It is the dream to step out of college and start earning your six-figure salary right out of the door (hey, engineers- you made a good decision). Unfortunately (barring some really cool circumstance that I would like to know) that is unrealistic.

Salary is a huge driving force in your job selection, career moves, and ultimate work satisfaction. Everyone likes to feel that they are valued- and a specific dollar amount signifying your value to the workforce can be pretty black and white. So, when you’re looking for new positions prepare yourself on what you think your actual value is and why. This will be invaluable when assessing new opportunities and negotiating a starting salary.


Step One: Research your degree. What are your peers with the same degree as you doing after school? Do you have similar positions? What do those positions typically earn? This might take some digging through alumni organizations, but it is certainly worthwhile to test the waters to find a general consensus on your degree within specific markets.

Step Two: Determine how much relevant experience you have. You may have been in the workforce for 10 years but you may only have 2 years of relevant experience. This can be tricky but you can generally organize this portion by related titles or related industry. If you were an administrative assistant for two years and then an office manager for four years- you have six years of operations experience. If you have nine years of experience in retail sales and six months of experience in manufacturing your salary range won’t reflect nearly ten years of professional experience because you don’t have nuanced industry knowledge.

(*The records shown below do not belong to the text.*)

use crate::tests::support::{counting_callback, manual_scheduler, manual_scheduler_with};
use crate::CoalesceConfig;
use std::sync::atomic::{AtomicU32, Ordering};
use std::sync::Arc;
use std::time::Duration;

#[tokio::test]
async fn test_close_delays_share_one_platform_timer() {
    let (scheduler, clock) = manual_scheduler();
    let counter = Arc::new(AtomicU32::new(0));

    // ratio = (10 + 110) / (10 + 100) ≈ 1.09，在 0.7–2.5 内
    // (ratio ≈ 1.09, inside 0.7–2.5)
    scheduler.schedule(counting_callback(&counter), Duration::from_millis(100));
    scheduler.schedule(counting_callback(&counter), Duration::from_millis(110));

    assert_eq!(clock.timer_registrations(), 1);
    assert_eq!(scheduler.open_delay_groups(), 1);

    clock.advance(Duration::from_millis(150)).await;
    assert_eq!(counter.load(Ordering::SeqCst), 2);
    assert_eq!(scheduler.open_delay_groups(), 0);
}

#[tokio::test]
async fn test_far_delay_gets_its_own_timer() {
    let (scheduler, clock) = manual_scheduler();
    let counter = Arc::new(AtomicU32::new(0));

    // ratio = (10 + 5000) / (10 + 100) ≈ 45.5，远超上界
    // (ratio ≈ 45.5, far beyond the upper bound)
    scheduler.schedule(counting_callback(&counter), Duration::from_millis(100));
    scheduler.schedule(counting_callback(&counter), Duration::from_millis(5000));

    assert_eq!(clock.timer_registrations(), 2);
    assert_eq!(scheduler.open_delay_groups(), 2);
}

#[tokio::test]
async fn test_reference_scenario() {
    // schedule(A, 100)、schedule(B, 110)、schedule(C, 5000)：A 和 B 共享一个
    // 定时器在 ~t=100 触发，C 单独一个定时器
    // (A and B share one timer firing at ~t=100; C gets a separate timer)
    let (scheduler, clock) = manual_scheduler();
    let ab_counter = Arc::new(AtomicU32::new(0));
    let c_counter = Arc::new(AtomicU32::new(0));

    scheduler.schedule(counting_callback(&ab_counter), Duration::from_millis(100));
    scheduler.schedule(counting_callback(&ab_counter), Duration::from_millis(110));
    scheduler.schedule(counting_callback(&c_counter), Duration::from_millis(5000));

    assert_eq!(clock.timer_registrations(), 2);

    clock.advance(Duration::from_millis(150)).await;
    assert_eq!(ab_counter.load(Ordering::SeqCst), 2);
    assert_eq!(c_counter.load(Ordering::SeqCst), 0);

    clock.advance(Duration::from_millis(5000)).await;
    assert_eq!(c_counter.load(Ordering::SeqCst), 1);
}

#[tokio::test]
async fn test_short_delay_does_not_join_long_group() {
    let (scheduler, clock) = manual_scheduler();
    let counter = Arc::new(AtomicU32::new(0));

    // ratio = (10 + 10) / (10 + 1000) ≈ 0.02，低于下界
    // (ratio ≈ 0.02, below the lower bound)
    scheduler.schedule(counting_callback(&counter), Duration::from_millis(1000));
    scheduler.schedule(counting_callback(&counter), Duration::from_millis(10));

    assert_eq!(clock.timer_registrations(), 2);

    // 短延迟先触发，长延迟的组不受影响
    // (The short delay fires first; the long group is unaffected)
    clock.advance(Duration::from_millis(20)).await;
    assert_eq!(counter.load(Ordering::SeqCst), 1);
    assert_eq!(scheduler.open_delay_groups(), 1);
}

#[tokio::test]
async fn test_zero_delay_requests_coalesce() {
    let (scheduler, clock) = manual_scheduler();
    let counter = Arc::new(AtomicU32::new(0));

    // 偏移量让零延迟的比率恰好为 1 (The offset makes the zero-delay ratio exactly 1)
    scheduler.schedule(counting_callback(&counter), Duration::ZERO);
    scheduler.schedule(counting_callback(&counter), Duration::ZERO);

    assert_eq!(clock.timer_registrations(), 1);

    clock.advance(Duration::ZERO).await;
    assert_eq!(counter.load(Ordering::SeqCst), 2);
}

#[tokio::test]
async fn test_counters_track_coalescing() {
    let (scheduler, _clock) = manual_scheduler();
    let counter = Arc::new(AtomicU32::new(0));

    scheduler.schedule(counting_callback(&counter), Duration::from_millis(100));
    scheduler.schedule(counting_callback(&counter), Duration::from_millis(110));
    scheduler.schedule(counting_callback(&counter), Duration::from_millis(5000));

    let counters = scheduler.counters();
    assert_eq!(counters.schedule_calls, 3);
    assert_eq!(counters.platform_registrations, 2);
    assert_eq!(counters.coalesced, 1);
}

#[tokio::test]
async fn test_full_group_stops_admitting() {
    let config = CoalesceConfig::builder()
        .group_capacity(4)
        .build()
        .unwrap();
    let (scheduler, clock) = manual_scheduler_with(config);
    let counter = Arc::new(AtomicU32::new(0));

    let handles: Vec<_> = (0..6)
        .map(|_| scheduler.schedule(counting_callback(&counter), Duration::from_millis(100)))
        .collect();

    // 前 4 个填满第一组，后 2 个进入新组：槽位索引不会溢出编码区间
    // (The first 4 fill group one, the next 2 start a new group: slot indices
    // never overflow the encoded range)
    assert_eq!(clock.timer_registrations(), 2);
    assert_eq!(scheduler.open_delay_groups(), 2);

    let first_group = handles[0].as_u64() / 4;
    let second_group = handles[4].as_u64() / 4;
    assert_ne!(first_group, second_group);
    assert_eq!(handles[3].as_u64() / 4, first_group);
    assert_eq!(handles[5].as_u64() / 4, second_group);

    clock.advance(Duration::from_millis(150)).await;
    assert_eq!(counter.load(Ordering::SeqCst), 6);
}

#[tokio::test]
async fn test_handles_within_group_are_consecutive() {
    let (scheduler, _clock) = manual_scheduler();
    let counter = Arc::new(AtomicU32::new(0));

    let first = scheduler.schedule(counting_callback(&counter), Duration::from_millis(100));
    let second = scheduler.schedule(counting_callback(&counter), Duration::from_millis(110));

    // 同组内槽位索引递增 (Slot indices increase within a group)
    assert_eq!(second.as_u64(), first.as_u64() + 1);
}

Step Three: Do your research. Find out the salary range for your position in your geographic location by using PayScale, Indeed, Glassdoor, or any combination of online resources to give you the most accurate sense of information possible. Once you get a solid range- determine your best selling points. What makes you worth the highest point on this spectrum? Are you an expert with specific software? Make sure you have this outlined so that when you talk about your salary expectations you are prepared to explain why they should invest this amount into you- and what worth that can translate to for your potential employer.

Step Four: Consider all elements of compensation. Your base salary is a huge component of your take-home pay- but consider the big picture when assessing different offers. What is the possibility for growth- both in title and base salary? Are there bonuses? What medical and miscellaneous benefits are offered? What will it cost you to get to this job? A position can pay you $5,000 more per year- but if they don’t offer medical coverage and it costs you $3,000 per year in transportation just to get to work it may not be the better choice.